Supplied data Block Start
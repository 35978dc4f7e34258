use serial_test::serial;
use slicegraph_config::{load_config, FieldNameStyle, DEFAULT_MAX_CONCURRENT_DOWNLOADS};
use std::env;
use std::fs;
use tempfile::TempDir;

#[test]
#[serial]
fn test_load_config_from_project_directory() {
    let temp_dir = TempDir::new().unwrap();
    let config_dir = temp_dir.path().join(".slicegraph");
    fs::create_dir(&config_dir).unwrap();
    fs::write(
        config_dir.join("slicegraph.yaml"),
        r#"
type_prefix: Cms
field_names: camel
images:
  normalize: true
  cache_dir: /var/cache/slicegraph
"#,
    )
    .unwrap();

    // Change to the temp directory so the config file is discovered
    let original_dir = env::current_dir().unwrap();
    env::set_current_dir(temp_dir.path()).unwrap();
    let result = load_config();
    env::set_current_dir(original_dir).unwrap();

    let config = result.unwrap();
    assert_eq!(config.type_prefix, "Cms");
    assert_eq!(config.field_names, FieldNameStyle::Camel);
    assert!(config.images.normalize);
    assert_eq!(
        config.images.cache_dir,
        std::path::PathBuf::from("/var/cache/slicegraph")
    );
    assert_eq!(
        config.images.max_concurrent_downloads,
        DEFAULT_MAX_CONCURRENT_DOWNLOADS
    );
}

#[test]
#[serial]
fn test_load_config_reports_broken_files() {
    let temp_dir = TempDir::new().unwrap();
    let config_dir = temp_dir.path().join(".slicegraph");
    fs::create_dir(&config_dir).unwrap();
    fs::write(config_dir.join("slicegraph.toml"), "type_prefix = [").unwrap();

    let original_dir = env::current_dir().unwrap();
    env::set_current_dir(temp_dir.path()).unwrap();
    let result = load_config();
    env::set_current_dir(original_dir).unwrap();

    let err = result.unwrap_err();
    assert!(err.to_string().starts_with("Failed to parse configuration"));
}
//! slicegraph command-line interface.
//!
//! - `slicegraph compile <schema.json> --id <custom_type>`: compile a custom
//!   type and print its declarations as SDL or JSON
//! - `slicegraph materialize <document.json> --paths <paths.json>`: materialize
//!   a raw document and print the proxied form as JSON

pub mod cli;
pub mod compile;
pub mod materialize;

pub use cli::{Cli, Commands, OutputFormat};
Supplied data Block End
Supplied data Block Start
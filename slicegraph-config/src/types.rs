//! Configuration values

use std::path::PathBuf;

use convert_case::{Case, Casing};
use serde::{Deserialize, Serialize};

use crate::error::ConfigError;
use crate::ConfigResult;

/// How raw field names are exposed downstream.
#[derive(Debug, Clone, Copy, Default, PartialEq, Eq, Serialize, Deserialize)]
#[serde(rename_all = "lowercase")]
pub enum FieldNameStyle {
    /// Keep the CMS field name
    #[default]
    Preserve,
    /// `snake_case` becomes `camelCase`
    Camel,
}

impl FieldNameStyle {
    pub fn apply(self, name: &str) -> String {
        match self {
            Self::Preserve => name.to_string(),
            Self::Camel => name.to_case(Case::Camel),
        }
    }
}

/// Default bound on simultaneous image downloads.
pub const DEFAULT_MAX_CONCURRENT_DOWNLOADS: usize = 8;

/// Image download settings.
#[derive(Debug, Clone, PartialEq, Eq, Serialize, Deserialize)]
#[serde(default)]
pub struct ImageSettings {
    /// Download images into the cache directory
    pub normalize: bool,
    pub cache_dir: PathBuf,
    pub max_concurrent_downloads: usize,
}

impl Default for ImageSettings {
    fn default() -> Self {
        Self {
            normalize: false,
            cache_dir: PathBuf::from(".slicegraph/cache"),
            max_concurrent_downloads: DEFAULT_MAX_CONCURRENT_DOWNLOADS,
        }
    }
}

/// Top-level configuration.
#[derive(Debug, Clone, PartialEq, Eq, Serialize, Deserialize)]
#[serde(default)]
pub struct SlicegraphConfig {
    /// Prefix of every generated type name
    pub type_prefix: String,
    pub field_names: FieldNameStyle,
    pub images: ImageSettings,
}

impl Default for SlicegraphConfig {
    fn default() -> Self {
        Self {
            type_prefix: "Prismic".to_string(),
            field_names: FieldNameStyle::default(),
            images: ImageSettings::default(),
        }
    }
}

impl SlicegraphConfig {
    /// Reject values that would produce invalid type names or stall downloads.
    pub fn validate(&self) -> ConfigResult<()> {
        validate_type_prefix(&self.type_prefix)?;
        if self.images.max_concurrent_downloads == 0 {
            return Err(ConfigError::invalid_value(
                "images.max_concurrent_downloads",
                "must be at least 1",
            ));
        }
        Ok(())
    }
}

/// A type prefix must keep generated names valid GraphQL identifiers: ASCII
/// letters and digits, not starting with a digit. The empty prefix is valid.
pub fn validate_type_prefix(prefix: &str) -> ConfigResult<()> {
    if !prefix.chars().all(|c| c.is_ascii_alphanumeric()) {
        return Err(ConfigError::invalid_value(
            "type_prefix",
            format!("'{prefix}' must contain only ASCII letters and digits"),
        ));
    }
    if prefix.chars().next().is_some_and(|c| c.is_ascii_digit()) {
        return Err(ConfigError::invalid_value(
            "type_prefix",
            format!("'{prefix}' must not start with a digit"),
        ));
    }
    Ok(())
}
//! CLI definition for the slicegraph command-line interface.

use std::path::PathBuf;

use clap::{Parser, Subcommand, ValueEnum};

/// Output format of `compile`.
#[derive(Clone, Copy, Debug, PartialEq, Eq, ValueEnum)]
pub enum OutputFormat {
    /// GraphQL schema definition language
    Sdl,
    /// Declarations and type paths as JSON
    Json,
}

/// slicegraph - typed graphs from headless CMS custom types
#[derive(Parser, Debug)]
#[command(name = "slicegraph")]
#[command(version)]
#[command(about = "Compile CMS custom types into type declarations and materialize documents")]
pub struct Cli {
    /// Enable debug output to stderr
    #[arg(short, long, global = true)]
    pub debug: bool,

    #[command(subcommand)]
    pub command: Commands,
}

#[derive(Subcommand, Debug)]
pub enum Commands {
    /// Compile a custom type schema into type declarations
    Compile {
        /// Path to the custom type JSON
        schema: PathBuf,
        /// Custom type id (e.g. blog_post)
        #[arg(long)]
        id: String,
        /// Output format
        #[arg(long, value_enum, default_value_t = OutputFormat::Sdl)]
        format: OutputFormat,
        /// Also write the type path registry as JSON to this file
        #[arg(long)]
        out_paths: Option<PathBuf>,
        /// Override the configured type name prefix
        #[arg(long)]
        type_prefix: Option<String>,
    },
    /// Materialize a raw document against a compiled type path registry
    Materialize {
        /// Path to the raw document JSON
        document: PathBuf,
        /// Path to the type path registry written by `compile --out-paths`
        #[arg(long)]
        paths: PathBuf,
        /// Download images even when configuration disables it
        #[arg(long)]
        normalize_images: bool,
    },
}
Supplied data Block End
• **What you need to do**
Within the material above, transcribe exactly the lines that run from the line holding "pub struct SlicegraphConfig" through the line holding "be at least".

• **Exercise answer**
pub struct SlicegraphConfig {
    /// Prefix of every generated type name
    pub type_prefix: String,
    pub field_names: FieldNameStyle,
    pub images: ImageSettings,
}

impl Default for SlicegraphConfig {
    fn default() -> Self {
        Self {
            type_prefix: "Prismic".to_string(),
            field_names: FieldNameStyle::default(),
            images: ImageSettings::default(),
        }
    }
}

impl SlicegraphConfig {
    /// Reject values that would produce invalid type names or stall downloads.
    pub fn validate(&self) -> ConfigResult<()> {
        validate_type_prefix(&self.type_prefix)?;
        if self.images.max_concurrent_downloads == 0 {
            return Err(ConfigError::invalid_value(
                "images.max_concurrent_downloads",
                "must be at least 1",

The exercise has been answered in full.